I had a conversation with a medical doctor 2 days ago-we looked at the now infamous Inauguration comparison images and he stated that “he wasn’t quite sure which image had the largest crowd”. Wow. We are just in a brand new place where objective facts and evidence are meaningless to a large group of people. Psychology does provide justifications for this. Cognitive biases like the confirmation bias and the backfire effect can explain why people would reject evidence that does not conform to their worldview. It is just so amazing to engage with people who you think should know better resort to mental gymnastics to explain their unsubstantiated worldview.
Last night, Rachel Maddow discussed results from a PPP poll asking about the new Trump administration. Take a look at the chart below. There is a bubble alright…two bubbles. The Trump supporter bubble…and the everybody else bubble.
President Trump appears to have his own reality where he is sacrificing trust in the White House to claim that 3-5 million undocumented immigrants illegally voted in the election and that his Inauguration was the largest ever–both easily prove falsehoods (or lies). The good news is that a plurality of the people still believes in the objective truth.

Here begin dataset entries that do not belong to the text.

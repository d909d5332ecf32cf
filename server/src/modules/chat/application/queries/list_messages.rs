use async_trait::async_trait;
use std::sync::Arc;

use super::super::{ApplicationError, QueryHandler};
use crate::modules::chat::domain::{Message, SessionId};
use crate::modules::chat::ports::MessageRepository;

/// 单次查询的最大条数
pub const MAX_HISTORY_LIMIT: usize = 100;

/// 列出消息查询
#[derive(Debug, Clone)]
pub struct ListMessagesQuery {
    pub session_id: SessionId,
    pub limit: usize,
}

impl ListMessagesQuery {
    /// `limit` 超过上限时截断
    pub fn new(session_id: SessionId, limit: usize) -> Self {
        Self {
            session_id,
            limit: limit.min(MAX_HISTORY_LIMIT),
        }
    }
}

/// 列出消息响应
#[derive(Debug, Clone)]
pub struct ListMessagesResponse {
    pub session_id: SessionId,
    /// 从旧到新
    pub messages: Vec<Message>,
}

/// 列出消息查询处理器
pub struct ListMessagesHandler {
    message_repository: Arc<dyn MessageRepository>,
}

impl ListMessagesHandler {
    pub fn new(message_repository: Arc<dyn MessageRepository>) -> Self {
        Self { message_repository }
    }
}

#[async_trait]
impl QueryHandler<ListMessagesQuery, ListMessagesResponse> for ListMessagesHandler {
    async fn handle(
        &self,
        query: ListMessagesQuery,
    ) -> Result<ListMessagesResponse, ApplicationError> {
        let messages = self
            .message_repository
            .load_recent(&query.session_id, query.limit)
            .await?;

        Ok(ListMessagesResponse {
            session_id: query.session_id,
            messages,
        })
    }
}
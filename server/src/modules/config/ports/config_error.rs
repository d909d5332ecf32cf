use std::path::PathBuf;
use thiserror::Error;

/// 配置错误类型
#[derive(Error, Debug)]
pub enum ConfigError {
    #[error("Failed to read config file {path}: {source}")]
    Read {
        path: PathBuf,
        #[source]
        source: std::io::Error,
    },

    #[error("Invalid config file {path}: {source}")]
    Parse {
        path: PathBuf,
        #[source]
        source: serde_json::Error,
    },

    #[error("Invalid environment variable {name}: {message}")]
    InvalidEnv { name: String, message: String },

    #[error("Validation error: {errors:?}")]
    ValidationError { errors: Vec<String> },
}
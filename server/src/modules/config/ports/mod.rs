// Config Ports Layer

mod config_error;

pub use config_error::*;
// Chat Module - 聊天模块
//
// 实现六边形架构（Hexagonal Architecture）：
// - domain: 领域层，包含实体、值对象和领域服务（情感分类、模板组合）
// - ports: 端口层，定义与外部世界的抽象接口
// - infrastructure: 基础设施层，实现端口的具体适配器
// - application: 应用层，实现 CQRS 命令和查询处理器

pub mod application;
pub mod domain;
pub mod infrastructure;
pub mod ports;

// 重新导出常用类型
pub use application::{
    ApplicationError, CommandHandler, ListMessagesHandler, ListMessagesQuery,
    ListMessagesResponse, QueryHandler, SendMessageCommand, SendMessageHandler,
    SendMessageResponse, DEFAULT_HISTORY_LIMIT, MAX_HISTORY_LIMIT,
};

pub use domain::{
    Classification, ClassificationSource, ContextBuilder, Emotion, EmotionClassifier,
    EmotionScores, Message, MessageRole, ReplyTemplateTable, SessionId, TemplateComposer,
};

pub use infrastructure::{
    HostedInferenceConfig, HostedInferenceModel, HostedReplyGenerator, HostedReplyOptions,
    InMemoryMessageRepository, OpenAIAdapter, SqliteMessageRepository,
};

pub use ports::{
    EmotionModel, GeneratedReply, LLMPort, LLMProviderConfig, MessageRepository, ReplyGenerator,
    ReplySource, RepositoryError,
};

use std::sync::Arc;

/// 会话历史参数
#[derive(Debug, Clone, Copy)]
pub struct HistoryOptions {
    /// 传给回复生成器的历史条数
    pub context_messages: usize,
    /// 响应中返回的历史条数
    pub history_limit: usize,
}

impl Default for HistoryOptions {
    fn default() -> Self {
        Self {
            context_messages: domain::services::DEFAULT_CONTEXT_MESSAGES,
            history_limit: DEFAULT_HISTORY_LIMIT,
        }
    }
}

/// Chat 模块容器
///
/// 管理模块内的依赖注入，分类器与回复生成器在启动时构建一次
pub struct ChatModule {
    message_repository: Arc<dyn MessageRepository>,
    classifier: Arc<EmotionClassifier>,
    reply_generator: Arc<dyn ReplyGenerator>,
    history: HistoryOptions,
    // Handlers
    send_message_handler: SendMessageHandler,
    list_messages_handler: ListMessagesHandler,
}

impl ChatModule {
    /// 创建新的 ChatModule 实例（内存存储、关键词分类、模板回复，用于开发测试）
    pub fn new() -> Self {
        let message_repository: Arc<dyn MessageRepository> =
            Arc::new(InMemoryMessageRepository::new());
        let composer = TemplateComposer::new(Arc::new(ReplyTemplateTable::builtin()));

        Self::with_components(
            message_repository,
            Arc::new(EmotionClassifier::keyword_only()),
            Arc::new(composer),
            HistoryOptions::default(),
        )
    }

    /// 使用自定义组件创建 ChatModule
    pub fn with_components(
        message_repository: Arc<dyn MessageRepository>,
        classifier: Arc<EmotionClassifier>,
        reply_generator: Arc<dyn ReplyGenerator>,
        history: HistoryOptions,
    ) -> Self {
        let send_message_handler = SendMessageHandler::new(
            message_repository.clone(),
            classifier.clone(),
            reply_generator.clone(),
            history.context_messages,
            history.history_limit,
        );
        let list_messages_handler = ListMessagesHandler::new(message_repository.clone());

        Self {
            message_repository,
            classifier,
            reply_generator,
            history,
            send_message_handler,
            list_messages_handler,
        }
    }

    // Command handlers

    /// 处理一轮对话
    pub async fn send_message(
        &self,
        command: SendMessageCommand,
    ) -> Result<SendMessageResponse, ApplicationError> {
        self.send_message_handler.handle(command).await
    }

    // Query handlers

    /// 列出会话消息
    pub async fn list_messages(
        &self,
        query: ListMessagesQuery,
    ) -> Result<ListMessagesResponse, ApplicationError> {
        self.list_messages_handler.handle(query).await
    }

    // Accessors

    /// 获取情感分类器
    pub fn classifier(&self) -> &Arc<EmotionClassifier> {
        &self.classifier
    }

    /// 获取回复生成器
    pub fn reply_generator(&self) -> &Arc<dyn ReplyGenerator> {
        &self.reply_generator
    }

    /// 获取消息仓储
    pub fn message_repository(&self) -> &Arc<dyn MessageRepository> {
        &self.message_repository
    }

    /// 默认历史条数
    pub fn history_limit(&self) -> usize {
        self.history.history_limit
    }
}

impl Default for ChatModule {
    fn default() -> Self {
        Self::new()
    }
}
use axum::{
    routing::{get, post},
    Router,
};
use tower_http::trace::TraceLayer;

use super::{chat, health};
use crate::infrastructure::AppState;

/// 构建 HTTP 路由
pub fn build_router(state: AppState) -> Router {
    Router::new()
        .route("/api/chat", post(chat::send_message))
        .route("/api/history/{session_id}", get(chat::get_history))
        .route("/health", get(health::health))
        .layer(TraceLayer::new_for_http())
        .with_state(state)
}

#[cfg(test)]
mod tests {
    use super::*;
    use crate::modules::chat::ChatModule;
    use axum::body::Body;
    use axum::http::{Request, StatusCode};
    use serde_json::Value;
    use std::sync::Arc;
    use tower::ServiceExt;

    fn test_app() -> Router {
        build_router(AppState::new(Arc::new(ChatModule::new())))
    }

    async fn send(app: &Router, request: Request<Body>) -> (StatusCode, Value) {
        let response = app.clone().oneshot(request).await.unwrap();
        let status = response.status();
        let body = axum::body::to_bytes(response.into_body(), usize::MAX)
            .await
            .unwrap();
        (status, serde_json::from_slice(&body).unwrap())
    }

    fn post_chat(body: &str) -> Request<Body> {
        Request::builder()
            .method("POST")
            .uri("/api/chat")
            .header("content-type", "application/json")
            .body(Body::from(body.to_string()))
            .unwrap()
    }

    fn get_request(uri: &str) -> Request<Body> {
        Request::builder().uri(uri).body(Body::empty()).unwrap()
    }

    #[tokio::test]
    async fn test_chat_endpoint() {
        let app = test_app();

        let (status, json) = send(
            &app,
            post_chat(r#"{"text": "I feel really sad and lonely today", "session_id": "s1"}"#),
        )
        .await;

        assert_eq!(status, StatusCode::OK);
        assert_eq!(json["emotion"], "sad");
        assert_eq!(json["classification_source"], "keyword");
        assert_eq!(json["reply_source"], "template");
        assert_eq!(json["scores"].as_object().unwrap().len(), 7);
        assert!(json["reply"]
            .as_str()
            .unwrap()
            .contains("You said: \"I feel really sad and lonely today\""));

        let history = json["history"].as_array().unwrap();
        assert_eq!(history.len(), 2);
        assert_eq!(history[0]["role"], "user");
        assert_eq!(history[0]["emotion"], "sad");
        assert_eq!(history[1]["role"], "assistant");
        assert!(history[1]["emotion"].is_null());
    }

    #[tokio::test]
    async fn test_chat_defaults_session() {
        let app = test_app();

        let (status, _) = send(&app, post_chat(r#"{"text": "hello"}"#)).await;
        assert_eq!(status, StatusCode::OK);

        let (status, json) = send(&app, get_request("/api/history/default")).await;
        assert_eq!(status, StatusCode::OK);
        assert_eq!(json["session_id"], "default");
        assert_eq!(json["messages"].as_array().unwrap().len(), 2);
    }

    #[tokio::test]
    async fn test_malformed_json_is_bad_request() {
        let app = test_app();

        let (status, json) = send(&app, post_chat("{not json")).await;

        assert_eq!(status, StatusCode::BAD_REQUEST);
        assert_eq!(json["error"], true);
        assert_eq!(json["status"], 400);
        assert_eq!(json["error_code"], "BAD_REQUEST");
    }

    #[tokio::test]
    async fn test_missing_text_is_bad_request() {
        let app = test_app();

        let (status, json) = send(&app, post_chat(r#"{"session_id": "s1"}"#)).await;

        assert_eq!(status, StatusCode::BAD_REQUEST);
        assert_eq!(json["error_code"], "BAD_REQUEST");
    }

    #[tokio::test]
    async fn test_blank_session_is_bad_request() {
        let app = test_app();

        let (status, json) = send(&app, post_chat(r#"{"text": "hi", "session_id": "   "}"#)).await;

        assert_eq!(status, StatusCode::BAD_REQUEST);
        assert_eq!(json["message"], "session_id must not be empty");
    }

    #[tokio::test]
    async fn test_history_limit() {
        let app = test_app();
        for text in ["one", "two", "three"] {
            let body = format!(r#"{{"text": "{}", "session_id": "journal"}}"#, text);
            send(&app, post_chat(&body)).await;
        }

        let (status, json) = send(&app, get_request("/api/history/journal?limit=2")).await;
        assert_eq!(status, StatusCode::OK);
        let messages = json["messages"].as_array().unwrap();
        assert_eq!(messages.len(), 2);
        assert_eq!(messages[0]["text"], "three");

        let (status, _) = send(&app, get_request("/api/history/journal?limit=abc")).await;
        assert_eq!(status, StatusCode::BAD_REQUEST);
    }

    #[tokio::test]
    async fn test_health() {
        let app = test_app();

        let (status, json) = send(&app, get_request("/health")).await;

        assert_eq!(status, StatusCode::OK);
        assert_eq!(json["status"], "ok");
        assert_eq!(json["classifier"], "keyword");
        assert_eq!(json["reply_generator"], "template");
    }
}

“A single parent who’s earning $75,000 and has two school-age children, they would face a tax increase of over $2,400,” Batchelder says. That’s if they had no child-care deductions; the increase in taxes comes partly because the Trump plan eliminates the $4,000 exemption for each person in a household.
Facts matter. The truth matters. It matters that the Obamacare repeal and replace plan will leave more people without health insurance. President Trump may try to shower himself with praise after the Obamacare repeal and claim that the replacement is “terrific!” We the People, need to embrace the truth and recognize that the “shower of praise” isn’t rain-it’s something entirely different.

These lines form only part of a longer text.